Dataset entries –

........

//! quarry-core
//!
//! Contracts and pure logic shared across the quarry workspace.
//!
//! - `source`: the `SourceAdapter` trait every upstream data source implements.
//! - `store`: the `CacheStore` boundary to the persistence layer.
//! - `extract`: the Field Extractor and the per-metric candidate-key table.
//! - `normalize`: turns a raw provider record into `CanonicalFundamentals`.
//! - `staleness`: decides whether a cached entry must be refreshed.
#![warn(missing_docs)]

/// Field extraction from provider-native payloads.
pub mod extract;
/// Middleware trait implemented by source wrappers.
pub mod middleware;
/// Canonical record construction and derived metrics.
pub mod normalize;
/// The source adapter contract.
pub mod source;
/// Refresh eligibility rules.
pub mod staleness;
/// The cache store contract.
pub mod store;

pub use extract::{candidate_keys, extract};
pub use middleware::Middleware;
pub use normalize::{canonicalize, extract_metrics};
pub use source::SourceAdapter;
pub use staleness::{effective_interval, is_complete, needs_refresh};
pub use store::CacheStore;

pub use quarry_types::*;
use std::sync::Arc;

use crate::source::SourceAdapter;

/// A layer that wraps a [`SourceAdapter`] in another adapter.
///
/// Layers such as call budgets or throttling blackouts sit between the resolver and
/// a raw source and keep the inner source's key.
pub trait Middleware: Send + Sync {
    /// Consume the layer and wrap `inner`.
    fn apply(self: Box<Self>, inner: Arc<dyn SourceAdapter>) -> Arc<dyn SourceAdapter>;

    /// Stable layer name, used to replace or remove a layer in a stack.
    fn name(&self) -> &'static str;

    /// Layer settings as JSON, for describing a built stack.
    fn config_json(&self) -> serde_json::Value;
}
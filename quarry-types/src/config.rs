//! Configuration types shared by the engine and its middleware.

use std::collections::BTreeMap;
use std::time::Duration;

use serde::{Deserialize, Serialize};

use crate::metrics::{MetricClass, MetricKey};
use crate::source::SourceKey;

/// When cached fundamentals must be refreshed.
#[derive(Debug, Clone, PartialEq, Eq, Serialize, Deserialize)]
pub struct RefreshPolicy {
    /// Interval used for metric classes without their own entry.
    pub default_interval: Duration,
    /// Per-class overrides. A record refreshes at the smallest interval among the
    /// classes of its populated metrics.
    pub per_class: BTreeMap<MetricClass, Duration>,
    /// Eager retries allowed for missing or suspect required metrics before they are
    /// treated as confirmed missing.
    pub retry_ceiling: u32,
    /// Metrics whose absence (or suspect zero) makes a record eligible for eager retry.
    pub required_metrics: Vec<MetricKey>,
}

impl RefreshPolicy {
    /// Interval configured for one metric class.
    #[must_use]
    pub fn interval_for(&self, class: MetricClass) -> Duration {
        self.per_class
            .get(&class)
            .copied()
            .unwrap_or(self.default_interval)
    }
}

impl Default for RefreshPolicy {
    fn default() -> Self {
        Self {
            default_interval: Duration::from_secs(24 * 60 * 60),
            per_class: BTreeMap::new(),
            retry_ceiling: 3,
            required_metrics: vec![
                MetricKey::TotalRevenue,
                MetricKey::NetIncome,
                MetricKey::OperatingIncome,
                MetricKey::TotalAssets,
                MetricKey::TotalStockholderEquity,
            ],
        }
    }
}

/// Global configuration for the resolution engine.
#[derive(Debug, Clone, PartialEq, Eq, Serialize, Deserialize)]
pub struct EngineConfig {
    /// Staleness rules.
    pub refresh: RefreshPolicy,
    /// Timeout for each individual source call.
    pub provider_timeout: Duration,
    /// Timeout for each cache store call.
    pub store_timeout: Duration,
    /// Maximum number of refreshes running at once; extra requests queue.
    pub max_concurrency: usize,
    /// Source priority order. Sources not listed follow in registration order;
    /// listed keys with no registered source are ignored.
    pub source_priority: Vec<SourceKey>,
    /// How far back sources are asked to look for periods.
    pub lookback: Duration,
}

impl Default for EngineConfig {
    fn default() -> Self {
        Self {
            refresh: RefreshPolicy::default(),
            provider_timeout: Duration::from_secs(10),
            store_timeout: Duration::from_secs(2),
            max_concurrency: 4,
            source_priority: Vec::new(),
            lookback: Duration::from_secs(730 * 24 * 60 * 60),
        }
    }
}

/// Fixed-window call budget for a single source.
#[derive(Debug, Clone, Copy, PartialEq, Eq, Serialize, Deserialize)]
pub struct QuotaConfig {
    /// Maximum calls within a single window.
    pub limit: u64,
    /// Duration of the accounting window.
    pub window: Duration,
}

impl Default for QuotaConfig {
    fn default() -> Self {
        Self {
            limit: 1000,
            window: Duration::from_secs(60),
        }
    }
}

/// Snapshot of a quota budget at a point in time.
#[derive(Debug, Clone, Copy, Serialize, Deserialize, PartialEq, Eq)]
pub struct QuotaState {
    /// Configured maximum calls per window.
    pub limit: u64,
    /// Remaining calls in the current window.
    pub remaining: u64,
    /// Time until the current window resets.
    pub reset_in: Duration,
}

........

EXERCISE BRIEF –
Give again, exactly as written, the lines running from the first line of the data above through the line that contains "#![warn(missing_docs)]".

RESPONSE BELOW –
//! quarry-core
//!
//! Contracts and pure logic shared across the quarry workspace.
//!
//! - `source`: the `SourceAdapter` trait every upstream data source implements.
//! - `store`: the `CacheStore` boundary to the persistence layer.
//! - `extract`: the Field Extractor and the per-metric candidate-key table.
//! - `normalize`: turns a raw provider record into `CanonicalFundamentals`.
//! - `staleness`: decides whether a cached entry must be refreshed.
#![warn(missing_docs)]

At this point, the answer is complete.